• **ASSIGNED TASK**: For this exercise, report every line of the material that includes "lines".

• **DATA IN THIS EXERCISE**:
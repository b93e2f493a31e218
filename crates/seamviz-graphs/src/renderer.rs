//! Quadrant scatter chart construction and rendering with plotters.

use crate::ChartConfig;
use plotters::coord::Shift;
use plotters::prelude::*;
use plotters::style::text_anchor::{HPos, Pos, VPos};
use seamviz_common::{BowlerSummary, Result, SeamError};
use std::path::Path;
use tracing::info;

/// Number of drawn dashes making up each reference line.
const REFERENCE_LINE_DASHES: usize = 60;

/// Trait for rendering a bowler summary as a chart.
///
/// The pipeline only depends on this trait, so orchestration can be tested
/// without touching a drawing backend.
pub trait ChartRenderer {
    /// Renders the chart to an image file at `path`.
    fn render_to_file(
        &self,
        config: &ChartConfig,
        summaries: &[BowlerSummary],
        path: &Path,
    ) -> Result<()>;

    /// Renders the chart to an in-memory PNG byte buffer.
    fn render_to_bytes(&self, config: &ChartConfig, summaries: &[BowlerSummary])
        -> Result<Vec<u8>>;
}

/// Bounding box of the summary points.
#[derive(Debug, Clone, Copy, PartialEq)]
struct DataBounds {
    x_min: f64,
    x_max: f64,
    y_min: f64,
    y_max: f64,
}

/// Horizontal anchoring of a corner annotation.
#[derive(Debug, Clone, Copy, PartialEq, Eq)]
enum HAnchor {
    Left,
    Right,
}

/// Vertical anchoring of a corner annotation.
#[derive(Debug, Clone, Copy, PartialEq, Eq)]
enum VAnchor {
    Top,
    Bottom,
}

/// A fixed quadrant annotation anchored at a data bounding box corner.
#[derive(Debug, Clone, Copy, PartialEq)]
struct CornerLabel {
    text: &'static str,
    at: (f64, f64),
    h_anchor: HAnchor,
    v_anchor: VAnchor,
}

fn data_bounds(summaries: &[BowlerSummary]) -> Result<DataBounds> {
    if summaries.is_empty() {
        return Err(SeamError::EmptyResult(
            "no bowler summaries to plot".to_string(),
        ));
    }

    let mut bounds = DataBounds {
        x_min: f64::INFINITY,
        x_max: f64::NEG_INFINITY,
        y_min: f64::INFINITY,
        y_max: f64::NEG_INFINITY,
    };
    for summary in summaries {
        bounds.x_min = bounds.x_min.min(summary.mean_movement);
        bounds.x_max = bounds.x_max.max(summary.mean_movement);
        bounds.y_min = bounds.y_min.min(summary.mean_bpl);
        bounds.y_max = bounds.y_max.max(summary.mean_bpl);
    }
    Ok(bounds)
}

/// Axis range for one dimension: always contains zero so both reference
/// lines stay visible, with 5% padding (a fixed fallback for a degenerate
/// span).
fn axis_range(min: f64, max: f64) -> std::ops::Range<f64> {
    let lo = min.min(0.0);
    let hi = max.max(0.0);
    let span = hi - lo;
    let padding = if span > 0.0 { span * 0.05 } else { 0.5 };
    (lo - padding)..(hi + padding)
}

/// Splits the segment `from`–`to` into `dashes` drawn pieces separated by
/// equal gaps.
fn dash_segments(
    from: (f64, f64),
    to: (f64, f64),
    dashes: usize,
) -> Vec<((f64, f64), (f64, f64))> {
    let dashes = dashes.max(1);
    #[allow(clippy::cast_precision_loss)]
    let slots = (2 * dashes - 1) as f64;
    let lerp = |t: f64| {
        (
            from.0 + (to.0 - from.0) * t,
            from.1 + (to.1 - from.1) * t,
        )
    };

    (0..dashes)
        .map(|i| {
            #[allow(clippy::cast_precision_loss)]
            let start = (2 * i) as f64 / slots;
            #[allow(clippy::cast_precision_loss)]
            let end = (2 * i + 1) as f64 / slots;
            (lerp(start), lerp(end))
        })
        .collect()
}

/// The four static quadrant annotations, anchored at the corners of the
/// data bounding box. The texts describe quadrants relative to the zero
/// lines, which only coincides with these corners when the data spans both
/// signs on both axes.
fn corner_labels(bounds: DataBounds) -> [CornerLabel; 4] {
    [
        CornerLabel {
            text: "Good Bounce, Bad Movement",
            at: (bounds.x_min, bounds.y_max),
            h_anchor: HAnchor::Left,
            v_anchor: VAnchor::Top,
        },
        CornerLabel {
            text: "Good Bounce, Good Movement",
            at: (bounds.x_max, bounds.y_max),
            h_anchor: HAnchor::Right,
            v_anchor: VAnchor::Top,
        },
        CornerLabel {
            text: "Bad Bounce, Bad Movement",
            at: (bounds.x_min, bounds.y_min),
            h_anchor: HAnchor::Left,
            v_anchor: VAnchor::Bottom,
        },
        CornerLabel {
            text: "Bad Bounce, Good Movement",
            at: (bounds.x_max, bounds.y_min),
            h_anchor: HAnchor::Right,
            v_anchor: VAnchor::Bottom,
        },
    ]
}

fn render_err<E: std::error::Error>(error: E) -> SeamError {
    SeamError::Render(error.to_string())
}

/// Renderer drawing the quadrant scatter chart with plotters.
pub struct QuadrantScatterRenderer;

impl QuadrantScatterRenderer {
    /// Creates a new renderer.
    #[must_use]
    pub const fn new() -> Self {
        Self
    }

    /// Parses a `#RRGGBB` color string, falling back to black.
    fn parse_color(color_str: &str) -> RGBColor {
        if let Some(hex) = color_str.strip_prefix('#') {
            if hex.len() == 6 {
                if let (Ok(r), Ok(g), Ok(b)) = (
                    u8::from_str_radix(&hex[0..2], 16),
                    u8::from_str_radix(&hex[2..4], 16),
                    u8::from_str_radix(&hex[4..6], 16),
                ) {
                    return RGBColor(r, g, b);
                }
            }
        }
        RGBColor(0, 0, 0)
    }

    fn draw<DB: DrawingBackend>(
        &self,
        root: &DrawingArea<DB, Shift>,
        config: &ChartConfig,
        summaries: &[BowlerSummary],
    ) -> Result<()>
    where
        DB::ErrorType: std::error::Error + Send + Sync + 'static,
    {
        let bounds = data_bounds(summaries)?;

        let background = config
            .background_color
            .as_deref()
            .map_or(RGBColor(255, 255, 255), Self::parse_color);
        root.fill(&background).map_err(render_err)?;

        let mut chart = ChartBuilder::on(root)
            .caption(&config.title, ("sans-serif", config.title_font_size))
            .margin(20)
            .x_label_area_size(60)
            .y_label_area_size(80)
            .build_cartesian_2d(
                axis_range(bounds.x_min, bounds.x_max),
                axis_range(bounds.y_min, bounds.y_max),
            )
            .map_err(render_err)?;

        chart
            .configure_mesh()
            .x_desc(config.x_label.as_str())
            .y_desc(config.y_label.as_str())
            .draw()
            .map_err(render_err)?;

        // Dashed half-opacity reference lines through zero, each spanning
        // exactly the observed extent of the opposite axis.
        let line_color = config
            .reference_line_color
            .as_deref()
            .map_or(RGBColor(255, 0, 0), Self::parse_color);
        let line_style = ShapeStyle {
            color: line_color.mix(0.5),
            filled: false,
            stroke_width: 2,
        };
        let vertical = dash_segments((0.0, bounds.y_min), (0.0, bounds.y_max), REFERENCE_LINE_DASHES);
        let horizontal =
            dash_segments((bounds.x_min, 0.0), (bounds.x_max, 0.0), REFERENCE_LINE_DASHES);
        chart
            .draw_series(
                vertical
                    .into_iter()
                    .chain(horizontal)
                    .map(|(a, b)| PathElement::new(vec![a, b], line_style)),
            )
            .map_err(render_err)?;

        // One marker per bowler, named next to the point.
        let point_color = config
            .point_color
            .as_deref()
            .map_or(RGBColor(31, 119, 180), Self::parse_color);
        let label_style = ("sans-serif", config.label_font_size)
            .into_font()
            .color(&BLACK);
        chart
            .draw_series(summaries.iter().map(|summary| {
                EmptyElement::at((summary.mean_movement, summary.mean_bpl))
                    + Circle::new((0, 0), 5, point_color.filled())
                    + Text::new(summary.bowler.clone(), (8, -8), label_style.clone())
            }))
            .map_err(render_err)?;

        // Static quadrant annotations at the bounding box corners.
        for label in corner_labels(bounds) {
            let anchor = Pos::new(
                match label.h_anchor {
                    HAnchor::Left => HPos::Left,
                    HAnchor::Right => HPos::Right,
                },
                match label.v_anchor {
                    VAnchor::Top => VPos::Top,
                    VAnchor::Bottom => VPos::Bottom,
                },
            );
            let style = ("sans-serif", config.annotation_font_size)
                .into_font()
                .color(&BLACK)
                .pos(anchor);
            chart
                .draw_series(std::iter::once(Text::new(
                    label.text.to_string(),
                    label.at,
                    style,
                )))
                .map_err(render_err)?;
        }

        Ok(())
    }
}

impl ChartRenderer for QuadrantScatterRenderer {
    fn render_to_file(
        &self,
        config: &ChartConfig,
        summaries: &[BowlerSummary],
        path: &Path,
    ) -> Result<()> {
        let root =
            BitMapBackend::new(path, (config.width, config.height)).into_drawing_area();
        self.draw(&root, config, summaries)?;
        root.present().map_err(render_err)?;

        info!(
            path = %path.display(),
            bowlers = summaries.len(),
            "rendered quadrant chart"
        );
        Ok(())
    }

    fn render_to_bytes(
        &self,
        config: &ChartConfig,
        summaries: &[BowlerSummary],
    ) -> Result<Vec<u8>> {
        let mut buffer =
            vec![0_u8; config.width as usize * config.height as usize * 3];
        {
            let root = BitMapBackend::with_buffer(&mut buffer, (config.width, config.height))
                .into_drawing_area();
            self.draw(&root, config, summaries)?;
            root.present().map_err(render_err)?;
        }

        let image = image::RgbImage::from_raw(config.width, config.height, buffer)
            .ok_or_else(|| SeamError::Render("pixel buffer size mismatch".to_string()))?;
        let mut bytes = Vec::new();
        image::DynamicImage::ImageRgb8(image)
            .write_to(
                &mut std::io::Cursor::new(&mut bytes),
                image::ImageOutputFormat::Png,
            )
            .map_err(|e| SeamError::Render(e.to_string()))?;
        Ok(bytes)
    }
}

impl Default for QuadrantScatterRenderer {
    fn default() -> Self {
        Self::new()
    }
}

==

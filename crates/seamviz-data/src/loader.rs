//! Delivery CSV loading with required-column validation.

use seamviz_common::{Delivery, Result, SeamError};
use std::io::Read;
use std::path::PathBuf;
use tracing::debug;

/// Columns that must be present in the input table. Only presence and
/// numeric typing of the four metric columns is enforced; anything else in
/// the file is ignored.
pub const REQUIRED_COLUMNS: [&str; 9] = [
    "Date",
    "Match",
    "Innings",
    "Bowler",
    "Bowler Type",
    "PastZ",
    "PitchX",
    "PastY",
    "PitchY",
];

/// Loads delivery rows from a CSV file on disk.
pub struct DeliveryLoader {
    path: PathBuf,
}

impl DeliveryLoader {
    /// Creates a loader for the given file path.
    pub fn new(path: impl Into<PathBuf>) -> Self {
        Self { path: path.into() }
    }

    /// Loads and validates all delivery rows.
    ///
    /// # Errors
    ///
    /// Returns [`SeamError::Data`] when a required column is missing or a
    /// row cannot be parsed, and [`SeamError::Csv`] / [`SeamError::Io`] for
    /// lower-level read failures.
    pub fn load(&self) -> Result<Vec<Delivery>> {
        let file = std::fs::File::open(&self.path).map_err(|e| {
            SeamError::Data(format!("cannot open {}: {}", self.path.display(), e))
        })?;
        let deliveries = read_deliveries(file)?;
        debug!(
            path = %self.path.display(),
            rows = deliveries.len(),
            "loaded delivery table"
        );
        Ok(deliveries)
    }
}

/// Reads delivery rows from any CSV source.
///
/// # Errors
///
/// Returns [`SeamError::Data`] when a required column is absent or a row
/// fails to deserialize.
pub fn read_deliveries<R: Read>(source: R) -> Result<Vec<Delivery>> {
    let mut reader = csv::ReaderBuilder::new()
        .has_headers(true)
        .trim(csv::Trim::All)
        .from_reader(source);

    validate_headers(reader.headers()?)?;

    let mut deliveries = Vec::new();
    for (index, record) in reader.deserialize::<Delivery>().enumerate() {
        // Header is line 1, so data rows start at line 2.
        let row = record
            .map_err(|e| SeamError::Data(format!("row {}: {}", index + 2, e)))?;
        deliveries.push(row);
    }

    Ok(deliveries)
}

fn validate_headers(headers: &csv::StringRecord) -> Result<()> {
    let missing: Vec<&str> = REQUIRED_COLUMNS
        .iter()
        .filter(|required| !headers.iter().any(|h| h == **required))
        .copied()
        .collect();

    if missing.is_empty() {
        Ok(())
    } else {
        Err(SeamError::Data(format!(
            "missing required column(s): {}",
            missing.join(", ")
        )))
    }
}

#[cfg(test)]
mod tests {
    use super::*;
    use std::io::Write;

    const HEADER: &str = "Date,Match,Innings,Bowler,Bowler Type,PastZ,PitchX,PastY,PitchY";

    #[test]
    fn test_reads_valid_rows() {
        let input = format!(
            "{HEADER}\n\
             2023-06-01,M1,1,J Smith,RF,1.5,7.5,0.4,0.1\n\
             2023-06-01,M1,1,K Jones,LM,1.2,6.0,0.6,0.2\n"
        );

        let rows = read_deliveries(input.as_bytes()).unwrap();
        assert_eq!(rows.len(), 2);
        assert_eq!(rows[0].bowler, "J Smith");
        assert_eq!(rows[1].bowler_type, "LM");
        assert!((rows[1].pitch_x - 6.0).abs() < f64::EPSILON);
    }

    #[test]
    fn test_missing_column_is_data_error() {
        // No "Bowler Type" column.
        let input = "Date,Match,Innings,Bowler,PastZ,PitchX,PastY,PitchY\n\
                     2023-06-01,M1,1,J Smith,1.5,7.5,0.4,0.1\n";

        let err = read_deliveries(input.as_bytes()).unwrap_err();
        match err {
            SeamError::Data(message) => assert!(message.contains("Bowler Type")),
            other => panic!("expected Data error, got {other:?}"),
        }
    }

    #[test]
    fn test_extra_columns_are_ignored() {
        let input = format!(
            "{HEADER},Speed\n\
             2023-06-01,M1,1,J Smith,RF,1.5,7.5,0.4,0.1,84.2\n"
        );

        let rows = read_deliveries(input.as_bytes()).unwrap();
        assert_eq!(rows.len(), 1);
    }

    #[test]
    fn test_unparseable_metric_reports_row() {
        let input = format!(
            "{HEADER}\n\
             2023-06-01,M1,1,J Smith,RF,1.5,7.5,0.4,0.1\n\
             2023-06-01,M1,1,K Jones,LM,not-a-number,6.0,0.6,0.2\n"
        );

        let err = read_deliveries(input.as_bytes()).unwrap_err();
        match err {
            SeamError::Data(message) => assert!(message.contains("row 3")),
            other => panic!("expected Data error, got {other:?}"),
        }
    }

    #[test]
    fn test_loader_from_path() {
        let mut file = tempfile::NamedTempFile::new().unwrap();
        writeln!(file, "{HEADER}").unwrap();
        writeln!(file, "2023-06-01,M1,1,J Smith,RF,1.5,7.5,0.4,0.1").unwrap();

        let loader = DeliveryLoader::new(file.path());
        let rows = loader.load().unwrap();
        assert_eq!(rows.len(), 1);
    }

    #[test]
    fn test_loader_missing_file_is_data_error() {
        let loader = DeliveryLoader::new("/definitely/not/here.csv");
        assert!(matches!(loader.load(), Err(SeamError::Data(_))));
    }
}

--

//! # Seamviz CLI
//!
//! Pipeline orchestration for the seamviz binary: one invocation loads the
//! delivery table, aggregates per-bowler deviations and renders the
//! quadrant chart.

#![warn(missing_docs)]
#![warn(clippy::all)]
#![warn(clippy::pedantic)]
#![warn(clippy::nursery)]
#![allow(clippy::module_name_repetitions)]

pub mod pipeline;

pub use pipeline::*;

• **WRITTEN ANSWER**:
/// lines stay visible, with 5% padding (a fixed fallback for a degenerate
/// lines, which only coincides with these corners when the data spans both
        // Dashed half-opacity reference lines through zero, each spanning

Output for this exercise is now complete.